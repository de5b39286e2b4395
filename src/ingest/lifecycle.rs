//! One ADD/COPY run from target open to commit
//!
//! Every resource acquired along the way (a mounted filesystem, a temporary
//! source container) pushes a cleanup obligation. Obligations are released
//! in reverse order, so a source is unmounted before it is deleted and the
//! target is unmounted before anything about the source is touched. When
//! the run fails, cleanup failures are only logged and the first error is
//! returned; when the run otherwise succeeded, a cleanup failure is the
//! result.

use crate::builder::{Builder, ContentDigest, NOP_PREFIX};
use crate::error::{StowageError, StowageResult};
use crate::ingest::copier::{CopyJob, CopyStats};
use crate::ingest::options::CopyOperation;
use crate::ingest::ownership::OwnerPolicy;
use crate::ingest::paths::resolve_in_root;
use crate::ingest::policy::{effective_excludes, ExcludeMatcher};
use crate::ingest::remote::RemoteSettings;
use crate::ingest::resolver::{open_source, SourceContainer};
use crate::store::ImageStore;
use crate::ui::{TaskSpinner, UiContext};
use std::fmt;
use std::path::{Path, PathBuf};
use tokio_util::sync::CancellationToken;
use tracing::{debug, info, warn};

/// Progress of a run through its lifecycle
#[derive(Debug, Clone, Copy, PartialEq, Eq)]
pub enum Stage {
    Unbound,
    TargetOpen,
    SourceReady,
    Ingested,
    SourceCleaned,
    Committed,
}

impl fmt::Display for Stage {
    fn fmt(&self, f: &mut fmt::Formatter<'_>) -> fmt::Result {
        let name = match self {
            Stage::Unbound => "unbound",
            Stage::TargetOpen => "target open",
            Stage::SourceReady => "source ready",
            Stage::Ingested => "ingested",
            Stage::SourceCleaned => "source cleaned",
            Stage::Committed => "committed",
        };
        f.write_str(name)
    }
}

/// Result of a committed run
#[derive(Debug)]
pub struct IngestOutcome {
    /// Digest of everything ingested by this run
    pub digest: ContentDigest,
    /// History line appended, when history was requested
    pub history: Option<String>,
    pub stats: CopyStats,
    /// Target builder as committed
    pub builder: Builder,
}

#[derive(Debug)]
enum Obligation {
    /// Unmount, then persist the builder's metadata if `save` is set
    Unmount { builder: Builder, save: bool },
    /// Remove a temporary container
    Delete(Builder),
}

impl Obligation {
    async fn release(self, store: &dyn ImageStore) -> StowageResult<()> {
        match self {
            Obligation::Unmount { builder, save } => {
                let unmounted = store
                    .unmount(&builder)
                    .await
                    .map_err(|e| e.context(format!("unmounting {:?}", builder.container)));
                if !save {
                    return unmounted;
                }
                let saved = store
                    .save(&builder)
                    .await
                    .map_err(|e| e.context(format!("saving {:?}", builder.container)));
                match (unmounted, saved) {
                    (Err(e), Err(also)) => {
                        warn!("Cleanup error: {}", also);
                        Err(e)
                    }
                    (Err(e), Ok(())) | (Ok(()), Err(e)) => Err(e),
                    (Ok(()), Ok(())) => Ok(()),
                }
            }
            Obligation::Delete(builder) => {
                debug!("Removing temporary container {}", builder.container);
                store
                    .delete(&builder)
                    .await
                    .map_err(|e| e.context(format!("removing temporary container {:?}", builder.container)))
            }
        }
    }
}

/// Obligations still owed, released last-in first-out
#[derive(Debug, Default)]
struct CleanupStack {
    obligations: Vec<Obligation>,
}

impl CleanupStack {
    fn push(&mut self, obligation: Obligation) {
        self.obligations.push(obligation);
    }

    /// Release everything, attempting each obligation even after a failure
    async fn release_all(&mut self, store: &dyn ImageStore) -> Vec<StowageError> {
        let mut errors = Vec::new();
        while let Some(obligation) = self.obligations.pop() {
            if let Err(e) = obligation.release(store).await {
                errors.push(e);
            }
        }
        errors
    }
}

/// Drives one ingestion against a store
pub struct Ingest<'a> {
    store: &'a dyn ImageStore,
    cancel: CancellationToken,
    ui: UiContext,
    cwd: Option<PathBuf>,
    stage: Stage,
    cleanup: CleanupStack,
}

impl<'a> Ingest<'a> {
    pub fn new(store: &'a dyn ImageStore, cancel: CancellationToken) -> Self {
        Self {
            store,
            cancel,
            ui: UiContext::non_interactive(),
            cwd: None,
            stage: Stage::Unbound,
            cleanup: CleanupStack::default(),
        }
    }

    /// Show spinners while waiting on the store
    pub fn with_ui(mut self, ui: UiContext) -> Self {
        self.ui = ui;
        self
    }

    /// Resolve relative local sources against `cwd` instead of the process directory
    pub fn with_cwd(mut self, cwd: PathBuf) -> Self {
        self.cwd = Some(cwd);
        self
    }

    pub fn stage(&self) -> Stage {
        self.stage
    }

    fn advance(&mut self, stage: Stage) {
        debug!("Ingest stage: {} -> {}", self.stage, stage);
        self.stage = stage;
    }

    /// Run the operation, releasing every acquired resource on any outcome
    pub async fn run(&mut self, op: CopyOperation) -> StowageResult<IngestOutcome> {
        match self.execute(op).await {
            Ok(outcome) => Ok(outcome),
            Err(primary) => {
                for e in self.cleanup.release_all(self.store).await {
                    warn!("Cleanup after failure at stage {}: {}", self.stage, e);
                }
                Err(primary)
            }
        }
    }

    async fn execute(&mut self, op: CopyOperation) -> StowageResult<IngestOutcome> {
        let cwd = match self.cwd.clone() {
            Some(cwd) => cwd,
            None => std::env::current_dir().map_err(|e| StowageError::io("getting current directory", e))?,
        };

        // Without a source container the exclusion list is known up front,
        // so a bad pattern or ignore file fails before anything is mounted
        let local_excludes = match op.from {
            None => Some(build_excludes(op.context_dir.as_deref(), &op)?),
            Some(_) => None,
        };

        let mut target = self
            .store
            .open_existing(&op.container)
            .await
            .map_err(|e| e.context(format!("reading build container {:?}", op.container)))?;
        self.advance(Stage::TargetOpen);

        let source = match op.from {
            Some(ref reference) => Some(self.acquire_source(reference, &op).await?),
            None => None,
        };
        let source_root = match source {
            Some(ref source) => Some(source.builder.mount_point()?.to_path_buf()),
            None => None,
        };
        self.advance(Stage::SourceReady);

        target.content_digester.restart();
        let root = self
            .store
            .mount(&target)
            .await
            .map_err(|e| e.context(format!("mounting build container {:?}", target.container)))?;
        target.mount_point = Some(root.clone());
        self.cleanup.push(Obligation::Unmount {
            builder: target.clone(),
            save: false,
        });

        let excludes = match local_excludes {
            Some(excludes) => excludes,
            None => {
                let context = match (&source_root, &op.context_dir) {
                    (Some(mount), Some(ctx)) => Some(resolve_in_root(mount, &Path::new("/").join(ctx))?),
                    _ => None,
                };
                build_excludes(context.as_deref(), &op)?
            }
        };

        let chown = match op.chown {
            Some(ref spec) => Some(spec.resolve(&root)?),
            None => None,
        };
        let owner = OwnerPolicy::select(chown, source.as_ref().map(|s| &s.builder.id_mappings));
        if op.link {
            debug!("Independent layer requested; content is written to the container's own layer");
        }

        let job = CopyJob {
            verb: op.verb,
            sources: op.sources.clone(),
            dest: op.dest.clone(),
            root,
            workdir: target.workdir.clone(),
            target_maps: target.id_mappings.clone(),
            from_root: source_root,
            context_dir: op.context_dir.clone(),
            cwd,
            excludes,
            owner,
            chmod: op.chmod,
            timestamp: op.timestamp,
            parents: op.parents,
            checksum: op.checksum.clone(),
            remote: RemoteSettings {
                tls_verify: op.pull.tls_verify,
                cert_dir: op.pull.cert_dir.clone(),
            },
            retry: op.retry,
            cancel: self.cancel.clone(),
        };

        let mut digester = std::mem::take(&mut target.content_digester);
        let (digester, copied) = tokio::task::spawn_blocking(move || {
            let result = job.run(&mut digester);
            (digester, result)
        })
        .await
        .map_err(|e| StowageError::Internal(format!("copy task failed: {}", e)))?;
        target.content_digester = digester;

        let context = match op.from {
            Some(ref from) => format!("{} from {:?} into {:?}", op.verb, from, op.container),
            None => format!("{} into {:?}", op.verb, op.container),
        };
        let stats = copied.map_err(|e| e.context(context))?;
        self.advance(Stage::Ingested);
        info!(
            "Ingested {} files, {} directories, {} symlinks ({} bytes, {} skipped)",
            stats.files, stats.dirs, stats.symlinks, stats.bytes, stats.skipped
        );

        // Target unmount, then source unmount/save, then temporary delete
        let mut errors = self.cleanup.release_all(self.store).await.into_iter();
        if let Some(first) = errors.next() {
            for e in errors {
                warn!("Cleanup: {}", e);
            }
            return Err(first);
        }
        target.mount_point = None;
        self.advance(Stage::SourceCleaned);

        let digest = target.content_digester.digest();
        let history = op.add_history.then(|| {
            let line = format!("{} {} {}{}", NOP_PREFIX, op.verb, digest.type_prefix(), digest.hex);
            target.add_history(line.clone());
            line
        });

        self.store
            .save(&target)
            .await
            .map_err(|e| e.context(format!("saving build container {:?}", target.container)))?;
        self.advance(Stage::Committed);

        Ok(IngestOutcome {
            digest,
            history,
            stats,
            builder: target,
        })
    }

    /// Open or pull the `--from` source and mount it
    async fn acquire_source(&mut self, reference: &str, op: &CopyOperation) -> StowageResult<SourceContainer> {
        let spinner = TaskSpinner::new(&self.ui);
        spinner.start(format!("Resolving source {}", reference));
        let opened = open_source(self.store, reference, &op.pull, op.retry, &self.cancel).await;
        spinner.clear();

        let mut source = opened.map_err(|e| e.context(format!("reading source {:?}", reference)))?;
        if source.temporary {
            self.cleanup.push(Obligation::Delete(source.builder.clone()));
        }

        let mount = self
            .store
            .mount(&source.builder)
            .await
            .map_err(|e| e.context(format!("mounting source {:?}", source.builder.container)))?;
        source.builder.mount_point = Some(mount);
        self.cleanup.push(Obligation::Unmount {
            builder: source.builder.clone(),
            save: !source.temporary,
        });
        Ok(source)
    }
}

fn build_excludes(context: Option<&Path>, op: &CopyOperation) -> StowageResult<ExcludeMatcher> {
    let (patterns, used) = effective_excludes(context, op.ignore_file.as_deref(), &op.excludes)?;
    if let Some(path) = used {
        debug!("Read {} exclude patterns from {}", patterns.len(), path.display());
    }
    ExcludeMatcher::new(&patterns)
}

EXERCISE DIRECTIONS | Please write out, exactly as they appear above, only the lines in the stretch from the line with "if let Err(e)" through the line with "on any outcome".

THE ANSWER |
            if let Err(e) = obligation.release(store).await {
                errors.push(e);
            }
        }
        errors
    }
}

/// Drives one ingestion against a store
pub struct Ingest<'a> {
    store: &'a dyn ImageStore,
    cancel: CancellationToken,
    ui: UiContext,
    cwd: Option<PathBuf>,
    stage: Stage,
    cleanup: CleanupStack,
}

impl<'a> Ingest<'a> {
    pub fn new(store: &'a dyn ImageStore, cancel: CancellationToken) -> Self {
        Self {
            store,
            cancel,
            ui: UiContext::non_interactive(),
            cwd: None,
            stage: Stage::Unbound,
            cleanup: CleanupStack::default(),
        }
    }

    /// Show spinners while waiting on the store
    pub fn with_ui(mut self, ui: UiContext) -> Self {
        self.ui = ui;
        self
    }

    /// Resolve relative local sources against `cwd` instead of the process directory
    pub fn with_cwd(mut self, cwd: PathBuf) -> Self {
        self.cwd = Some(cwd);
        self
    }

    pub fn stage(&self) -> Stage {
        self.stage
    }

    fn advance(&mut self, stage: Stage) {
        debug!("Ingest stage: {} -> {}", self.stage, stage);
        self.stage = stage;
    }

    /// Run the operation, releasing every acquired resource on any outcome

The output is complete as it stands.